> BRIEF
From the listing below, return each line that includes "frame".

> EXERCISE DATA
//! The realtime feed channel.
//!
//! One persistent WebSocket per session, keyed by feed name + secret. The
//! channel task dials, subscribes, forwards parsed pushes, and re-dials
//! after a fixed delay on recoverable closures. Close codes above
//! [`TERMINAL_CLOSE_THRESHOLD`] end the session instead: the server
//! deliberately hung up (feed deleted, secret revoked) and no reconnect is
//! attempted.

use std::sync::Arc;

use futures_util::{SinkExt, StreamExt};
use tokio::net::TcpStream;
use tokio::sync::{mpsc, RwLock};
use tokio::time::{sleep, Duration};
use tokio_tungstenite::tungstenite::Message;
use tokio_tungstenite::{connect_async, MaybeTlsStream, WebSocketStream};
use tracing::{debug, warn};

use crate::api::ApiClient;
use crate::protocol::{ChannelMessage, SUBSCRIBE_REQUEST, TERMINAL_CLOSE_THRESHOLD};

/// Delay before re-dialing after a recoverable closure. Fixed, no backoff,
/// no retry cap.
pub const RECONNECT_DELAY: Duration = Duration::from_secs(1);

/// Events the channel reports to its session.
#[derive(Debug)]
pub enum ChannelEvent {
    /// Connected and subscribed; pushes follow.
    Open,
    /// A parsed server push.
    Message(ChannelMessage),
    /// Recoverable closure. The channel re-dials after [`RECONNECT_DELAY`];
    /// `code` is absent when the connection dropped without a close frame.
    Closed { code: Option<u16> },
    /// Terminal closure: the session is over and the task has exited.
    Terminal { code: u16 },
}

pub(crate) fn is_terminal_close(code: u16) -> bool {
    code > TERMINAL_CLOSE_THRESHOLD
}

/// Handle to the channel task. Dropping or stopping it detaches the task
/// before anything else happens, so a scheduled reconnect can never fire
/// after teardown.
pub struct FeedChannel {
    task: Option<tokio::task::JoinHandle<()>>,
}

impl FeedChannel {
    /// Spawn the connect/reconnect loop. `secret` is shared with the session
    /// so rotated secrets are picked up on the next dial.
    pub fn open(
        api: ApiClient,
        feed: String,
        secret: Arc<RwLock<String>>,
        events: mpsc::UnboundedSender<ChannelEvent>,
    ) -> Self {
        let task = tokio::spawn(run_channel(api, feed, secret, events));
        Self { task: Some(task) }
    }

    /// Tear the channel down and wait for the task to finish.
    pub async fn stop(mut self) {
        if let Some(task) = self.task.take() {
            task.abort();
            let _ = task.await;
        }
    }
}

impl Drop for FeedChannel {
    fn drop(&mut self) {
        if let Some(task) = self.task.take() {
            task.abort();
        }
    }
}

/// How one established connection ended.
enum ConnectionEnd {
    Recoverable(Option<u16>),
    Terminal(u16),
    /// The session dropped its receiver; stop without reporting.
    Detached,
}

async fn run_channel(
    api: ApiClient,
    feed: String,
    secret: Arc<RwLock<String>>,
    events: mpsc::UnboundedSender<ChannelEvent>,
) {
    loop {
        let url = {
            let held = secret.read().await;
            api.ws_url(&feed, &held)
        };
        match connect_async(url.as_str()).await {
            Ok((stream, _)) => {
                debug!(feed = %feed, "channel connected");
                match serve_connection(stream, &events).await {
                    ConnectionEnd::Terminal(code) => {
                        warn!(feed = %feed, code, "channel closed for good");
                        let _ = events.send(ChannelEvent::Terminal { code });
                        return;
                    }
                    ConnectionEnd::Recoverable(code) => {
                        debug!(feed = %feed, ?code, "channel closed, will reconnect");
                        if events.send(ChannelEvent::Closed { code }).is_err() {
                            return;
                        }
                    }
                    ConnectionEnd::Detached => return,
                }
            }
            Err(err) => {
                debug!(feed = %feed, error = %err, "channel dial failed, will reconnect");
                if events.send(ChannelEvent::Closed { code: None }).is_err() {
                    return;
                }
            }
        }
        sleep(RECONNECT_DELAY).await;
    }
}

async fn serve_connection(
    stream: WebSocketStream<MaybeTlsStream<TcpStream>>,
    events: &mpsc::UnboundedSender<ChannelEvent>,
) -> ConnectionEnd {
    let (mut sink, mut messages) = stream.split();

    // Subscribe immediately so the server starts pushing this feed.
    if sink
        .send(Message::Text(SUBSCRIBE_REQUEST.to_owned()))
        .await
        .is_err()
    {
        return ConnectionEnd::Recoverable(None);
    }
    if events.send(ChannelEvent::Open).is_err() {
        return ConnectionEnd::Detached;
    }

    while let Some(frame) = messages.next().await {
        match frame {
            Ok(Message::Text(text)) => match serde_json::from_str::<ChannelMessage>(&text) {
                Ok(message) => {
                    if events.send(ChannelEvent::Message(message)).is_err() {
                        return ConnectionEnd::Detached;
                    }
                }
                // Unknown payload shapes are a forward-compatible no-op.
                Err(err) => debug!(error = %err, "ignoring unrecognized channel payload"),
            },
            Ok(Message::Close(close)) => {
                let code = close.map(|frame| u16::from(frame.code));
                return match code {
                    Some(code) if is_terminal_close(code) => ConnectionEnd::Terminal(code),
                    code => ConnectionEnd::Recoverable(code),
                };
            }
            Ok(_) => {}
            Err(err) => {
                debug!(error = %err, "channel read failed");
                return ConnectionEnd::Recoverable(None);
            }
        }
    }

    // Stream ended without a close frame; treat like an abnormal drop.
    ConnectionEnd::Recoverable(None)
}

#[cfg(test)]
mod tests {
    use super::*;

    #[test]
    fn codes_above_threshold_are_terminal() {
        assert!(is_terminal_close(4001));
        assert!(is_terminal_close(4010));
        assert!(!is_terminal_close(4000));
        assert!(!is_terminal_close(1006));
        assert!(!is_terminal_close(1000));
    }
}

> TASK RESULT
    /// `code` is absent when the connection dropped without a close frame.
    while let Some(frame) = messages.next().await {
        match frame {
                let code = close.map(|frame| u16::from(frame.code));
    // Stream ended without a close frame; treat like an abnormal drop.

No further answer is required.